The first part of your life is changed.
There are pianos.
Someone put them there.
Could it be him
with his lingering music?
He's given you possibilities
that run backward
like hems of colored silk
or a happiness
that seeps into the rain
and lights each seed
left in the dry season.
He's yours. You earned him.
But he delivers you
unfoldingly
like a blind cow rubbing against a bush
or a robin
finding worms and troubadours.
South Park Cafe
A punky beatnik sips champagne and sorrel soup.
Her brown curls taste of cress, her bare legs sting.
Young without knowing it, she reaches under the table
for her retro-'60s lover with stringy hair and daisied shirt.

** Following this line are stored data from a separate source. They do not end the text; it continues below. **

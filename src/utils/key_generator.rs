//! Candidate key generation for short URLs.
//!
//! Generators produce candidate keys on demand with no uniqueness
//! guarantee; uniqueness is established by the storage engine's constraint
//! during allocation.

use base64::Engine as _;

/// Length of random bytes before base64 encoding.
const KEY_LENGTH_BYTES: usize = 9;

/// Source of candidate keys.
///
/// `generate` has no side effects and must be safely callable arbitrarily
/// many times; the allocation loop draws from it until an insert succeeds.
#[cfg_attr(test, mockall::automock)]
pub trait KeyGenerator: Send + Sync {
    /// Produces one candidate key. Not guaranteed unique.
    fn generate(&self) -> String;
}

/// Cryptographically secure random key generator.
///
/// Uses `getrandom` for entropy and encodes the result as URL-safe base64
/// without padding, producing a 12-character key.
///
/// # Panics
///
/// Panics if the system random number generator fails (extremely rare).
#[derive(Debug, Clone, Copy, Default)]
pub struct RandomKeyGenerator;

impl KeyGenerator for RandomKeyGenerator {
    fn generate(&self) -> String {
        let mut buffer = [0u8; KEY_LENGTH_BYTES];

        getrandom::fill(&mut buffer).expect("Failed to generate random bytes");

        base64::engine::general_purpose::URL_SAFE_NO_PAD.encode(buffer)
    }
}

#[cfg(test)]
mod tests {
    use super::*;
    use std::collections::HashSet;

    #[test]
    fn test_generate_key_not_empty() {
        let key = RandomKeyGenerator.generate();
        assert!(!key.is_empty());
    }

    #[test]
    fn test_generate_key_has_correct_length() {
        let key = RandomKeyGenerator.generate();
        assert_eq!(key.len(), 12);
    }

    #[test]
    fn test_generate_key_url_safe_characters() {
        let key = RandomKeyGenerator.generate();
        assert!(
            key.chars()
                .all(|c| c.is_alphanumeric() || c == '-' || c == '_')
        );
    }

    #[test]
    fn test_generate_key_no_padding() {
        let key = RandomKeyGenerator.generate();
        assert!(!key.contains('='));
    }

    #[test]
    fn test_generate_key_produces_unique_keys() {
        let mut keys = HashSet::new();

        for _ in 0..1000 {
            keys.insert(RandomKeyGenerator.generate());
        }

        assert_eq!(keys.len(), 1000);
    }
}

His eyes flicker, persimmon seeds she swallows,
dropping bread crumbs so others with follow.
Ghosts Near Bodie
Across the high desert
rabbitbrush stalks the sage
with yellow flames.
On a dusty path
up to the snow-patched granite
a meadow mouse froze in the night
curling into herself
when the storm blew through.
Beside the road a dead coyote,
legs bent, head missing,
spirit racing to ancestors' den,
children left to fend for themselves.
I Never Finished Swinging
I never finished swinging
up to the huge old cypress
fog hurling in from the sea
sun gliding into the ground.
I could have swung for a long time
fingers gripping the cool long chain
legs pumping, gaining height
daring myself to kick a branch
trying. But we moved away
to make a new family.
There weren't swings, not even
a park. I took up bike riding.
I fell off a lot. But I
never finished swinging.
Never grew tall enough
in foggy town to touch
the cypress with my toes.
The low branch has been lopped
but still I swing
pumping higher
higher into the green.
Gwynn O'Gara's poems have appeared in numerous publications, including Imaginari, The Sow's Ear, Yellow Silk, The Dickens, and most recently, So Luminous the Wildflowers, a book of California poetry published by Tebot Bach. Her collection, Snake Woman Poems, was published by Beatitude Press in 1983. O'Gara is also active with California Poets in the Schools. "I am particularly drawn to working with middle-school students," she says, "partly because I like the challenge, partly because I am still 12 years old."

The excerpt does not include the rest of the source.